As an example of a helpfully irrational belief, Bortolotti gives the case of a person suffering dementia who conveys to someone a distorted memory. “It might be clearly false, but actually, it contains some important accurate autobiographical information about them. If you challenge what they say, they might stop sharing their thoughts and, because recall helps them remember, they might lose that information about themselves over time”. Allowing people to continue holding false beliefs that are useful to them, is something that caregivers, family members and physicians have long grappled with in mental illness and dementia.  

“There is a big debate among psychiatrists and clinical psychologists about what to do if someone tells you something very unusual, very strange, something you think is a delusion. Do you engage? Do you ask them questions? Do you challenge them? Do you confront them? There are lots of different ways of dealing with this, and each potential response has implications”. Confronting a false belief could be emotionally hard on an individual if that belief is helping them make sense of something difficult.

“At the time people are expressing the belief, it may be important to them. In the future, it is likely to become less important, and will be OK for you to challenge it, but at the time, the challenge may not be the most helpful response.”
Lisa Bortolotti, Professor of Philosophy, University of Birmingham

Positive illusions are an obvious example of helpful falsehoods. Not expecting that one will fall victim to cancer, or that one’s marriage will end in divorce, might be necessary beliefs to live in hope and positivity even though, statistically, both have a far from trivial likelihood. Positive illusions could improve a person’s grit.  A view that one failed a driving test because the examiner was biased against them, for instance, makes it more likely they would try the test again, compared to someone who concluded they were simply hopeless at driving.

Professor Bortolotti argues that false beliefs sometimes prove their utility precisely because they are dropped when their usefulness expires. She cites the example of a musician who became quadriplegic after an accident. While in hospital, his girlfriend left him. He convinced himself that she had not left him - that in fact, they recently got married. His care team did not challenge the belief; they could see that it was helping him avoid a major depression, which could limit his engagement in rehabilitation, or worse, even push him to consider suicide. Over time, the man completed his rehabilitation and eventually moved into his own apartment, at which time he had accepted the realities of his situation. “The belief helped him manage his overwhelmingly negative emotions. Such irrational beliefs can help us overcome a crisis.”

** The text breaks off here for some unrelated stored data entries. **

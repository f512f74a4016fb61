//! Deposit accounting for a single pool.

use crate::domain::{Address, Amount, Pool, PoolId, Timestamp};
use crate::error::EngineError;
use serde::{Deserialize, Serialize};
use std::collections::HashMap;

/// A depositor's position in a pool, as exposed to readers.
#[derive(Debug, Clone, PartialEq, Eq, Serialize, Deserialize)]
#[serde(rename_all = "camelCase")]
pub struct UserDeposit {
    pub pool_id: PoolId,
    pub amount: Amount,
}

/// Result of admitting one deposit into a [`PoolBook`].
#[derive(Debug, Clone, Copy, PartialEq, Eq)]
pub struct DepositOutcome {
    pub new_balance: Amount,
    pub new_total: Amount,
    pub first_deposit: bool,
    /// Zero-based position of the depositor in first-deposit order.
    pub seq: u32,
}

/// A pool together with its depositor sequence and balances.
///
/// The book is the unit the ledger loads, mutates, and commits. It upholds
/// `total_deposited == sum(balances)` and `depositors.len() == balances.len()`.
#[derive(Debug, Clone, PartialEq, Eq)]
pub struct PoolBook {
    pub pool: Pool,
    depositors: Vec<Address>,
    balances: HashMap<Address, Amount>,
}

impl PoolBook {
    pub fn new(pool: Pool) -> Self {
        Self {
            pool,
            depositors: Vec::new(),
            balances: HashMap::new(),
        }
    }

    /// Rebuild a book from stored rows, ordered by first deposit.
    pub fn from_entries(pool: Pool, entries: Vec<(Address, Amount)>) -> Self {
        let mut depositors = Vec::with_capacity(entries.len());
        let mut balances = HashMap::with_capacity(entries.len());
        for (depositor, amount) in entries {
            if amount.is_zero() || balances.contains_key(&depositor) {
                continue;
            }
            depositors.push(depositor.clone());
            balances.insert(depositor, amount);
        }
        Self {
            pool,
            depositors,
            balances,
        }
    }

    pub fn depositors(&self) -> &[Address] {
        &self.depositors
    }

    pub fn balance_of(&self, depositor: &Address) -> Amount {
        self.balances.get(depositor).copied().unwrap_or_default()
    }

    /// Depositors paired with their balances, in first-deposit order.
    pub fn entries(&self) -> Vec<(Address, Amount)> {
        self.depositors
            .iter()
            .map(|d| (d.clone(), self.balance_of(d)))
            .collect()
    }

    /// Admit a deposit. Leaves the book untouched on error.
    pub fn record_deposit(
        &mut self,
        depositor: &Address,
        amount: Amount,
        now: Timestamp,
    ) -> Result<DepositOutcome, EngineError> {
        self.pool.ensure_accepting_deposits(now)?;
        if amount.is_zero() {
            return Err(EngineError::ZeroAmount);
        }

        let current = self.balance_of(depositor);
        let new_balance = current
            .checked_add(amount)
            .ok_or(EngineError::AmountOverflow)?;
        let new_total = self
            .pool
            .total_deposited
            .checked_add(amount)
            .ok_or(EngineError::AmountOverflow)?;

        let first_deposit = !self.balances.contains_key(depositor);
        let seq = if first_deposit {
            self.depositors.push(depositor.clone());
            (self.depositors.len() - 1) as u32
        } else {
            self.depositors
                .iter()
                .position(|d| d == depositor)
                .unwrap_or_default() as u32
        };
        self.balances.insert(depositor.clone(), new_balance);
        self.pool.total_deposited = new_total;

        Ok(DepositOutcome {
            new_balance,
            new_total,
            first_deposit,
            seq,
        })
    }

    /// Check the accounting invariants of this book.
    pub fn is_consistent(&self) -> bool {
        let sum: Amount = self.balances.values().copied().sum();
        let non_zero = self.balances.values().filter(|a| !a.is_zero()).count();
        sum == self.pool.total_deposited
            && non_zero == self.depositors.len()
            && self.depositors.is_empty() == self.pool.total_deposited.is_zero()
            && (self.pool.winners.is_empty() || self.pool.finalized)
            && !(self.pool.finalized && self.pool.cancelled)
    }
}

#[cfg(test)]
mod tests {
    use super::*;
    use std::str::FromStr;

    fn addr(n: u8) -> Address {
        Address::from_str(&format!("0x{}", hex::encode([n; 20]))).unwrap()
    }

    fn book() -> PoolBook {
        PoolBook::new(Pool::new(
            PoolId::new(1),
            addr(1),
            addr(9),
            Timestamp::new(0),
            Timestamp::new(3600),
        ))
    }

    #[test]
    fn test_first_deposit_appends_depositor() {
        let mut b = book();
        let outcome = b
            .record_deposit(&addr(2), Amount::new(500), Timestamp::new(10))
            .unwrap();
        assert!(outcome.first_deposit);
        assert_eq!(outcome.seq, 0);
        assert_eq!(b.depositors(), &[addr(2)]);
        assert_eq!(b.pool.total_deposited, Amount::new(500));
        assert!(b.is_consistent());
    }

    #[test]
    fn test_repeat_deposit_accumulates_without_duplicate() {
        let mut b = book();
        b.record_deposit(&addr(2), Amount::new(500), Timestamp::new(10))
            .unwrap();
        b.record_deposit(&addr(3), Amount::new(300), Timestamp::new(11))
            .unwrap();
        let outcome = b
            .record_deposit(&addr(2), Amount::new(100), Timestamp::new(12))
            .unwrap();

        assert!(!outcome.first_deposit);
        assert_eq!(outcome.seq, 0);
        assert_eq!(outcome.new_balance, Amount::new(600));
        assert_eq!(b.depositors(), &[addr(2), addr(3)]);
        assert_eq!(b.pool.total_deposited, Amount::new(900));
        assert!(b.is_consistent());
    }

    #[test]
    fn test_zero_amount_rejected_without_mutation() {
        let mut b = book();
        let before = b.clone();
        let err = b
            .record_deposit(&addr(2), Amount::ZERO, Timestamp::new(10))
            .unwrap_err();
        assert!(matches!(err, EngineError::ZeroAmount));
        assert_eq!(b, before);
    }

    #[test]
    fn test_overflow_rejected_without_mutation() {
        let mut b = book();
        b.record_deposit(&addr(2), Amount::new(u128::MAX), Timestamp::new(10))
            .unwrap();
        let before = b.clone();
        let err = b
            .record_deposit(&addr(3), Amount::new(1), Timestamp::new(11))
            .unwrap_err();
        assert!(matches!(err, EngineError::AmountOverflow));
        assert_eq!(b, before);
    }

    #[test]
    fn test_from_entries_skips_zero_and_duplicates() {
        let pool = book().pool;
        let b = PoolBook::from_entries(
            pool,
            vec![
                (addr(2), Amount::new(5)),
                (addr(3), Amount::ZERO),
                (addr(2), Amount::new(7)),
            ],
        );
        assert_eq!(b.depositors(), &[addr(2)]);
        assert_eq!(b.balance_of(&addr(2)), Amount::new(5));
        assert_eq!(b.balance_of(&addr(4)), Amount::ZERO);
    }
}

Approaching false beliefs with an open mind as to their potential utility could reveal continuities between those with mental illness and those, clinically-speaking, without them.  “We tend to think about people with mental health issues being irrational in a particular way. It’s true that they may make mistakes of reasoning, and may not consider the evidence, but that’s exactly what we do every day,” says Professor Bortolotti. “It’s just that, because the content of our beliefs is more mundane, others don't notice it as much. It is a mistake to think of people with mental health issues as irrational in some special way.” Ultimately, irrational beliefs involve the same violations of epistemic norms - namely, lack of evidence to support them in the first place, or failure to adjust course when counter-evidence presents itself.  “Symptoms of schizophrenia or mental disorders are beliefs that share a lot of characteristics with beliefs which are not symptomatic of mental disorders but are equally irrational, like beliefs in conspiracy theories, prejudiced beliefs, or superstitions.”

Bortolotti recognizes that some false beliefs are dangerous and unproductive - both to the individual and to wider society - but hopes her work, which will be published in a forthcoming book by Oxford University Press, could provide a mechanism to sift through those beliefs we should attempt to replace with less irrational ones versus those whose replacement could obstruct some useful epistemic outcomes from happening.